[Saved entries]

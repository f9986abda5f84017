//! Library error type
//!
//! Absence (missing context file, missing docs directory, missing linked
//! file) is never an error here; it is folded into empty or zero results by
//! the callers. Only genuinely unexpected I/O reaches this type.

use std::path::PathBuf;
use thiserror::Error;

/// Errors that can escape an analysis run
#[derive(Error, Debug)]
pub enum AnalysisError {
    #[error("failed to read {}: {source}", path.display())]
    Io {
        path: PathBuf,
        #[source]
        source: std::io::Error,
    },

    #[error("could not read context file {}: {source}", path.display())]
    ContextFileUnreadable {
        path: PathBuf,
        #[source]
        source: std::io::Error,
    },

    #[error("failed to serialize result: {0}")]
    Serialize(#[from] serde_json::Error),
}

pub type Result<T> = std::result::Result<T, AnalysisError>;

• Brief: The line with "not read context" and all the lines after it in the records above are to be output exactly, with nothing added.

• Result below:
    #[error("could not read context file {}: {source}", path.display())]
    ContextFileUnreadable {
        path: PathBuf,
        #[source]
        source: std::io::Error,
    },

    #[error("failed to serialize result: {0}")]
    Serialize(#[from] serde_json::Error),
}

pub type Result<T> = std::result::Result<T, AnalysisError>;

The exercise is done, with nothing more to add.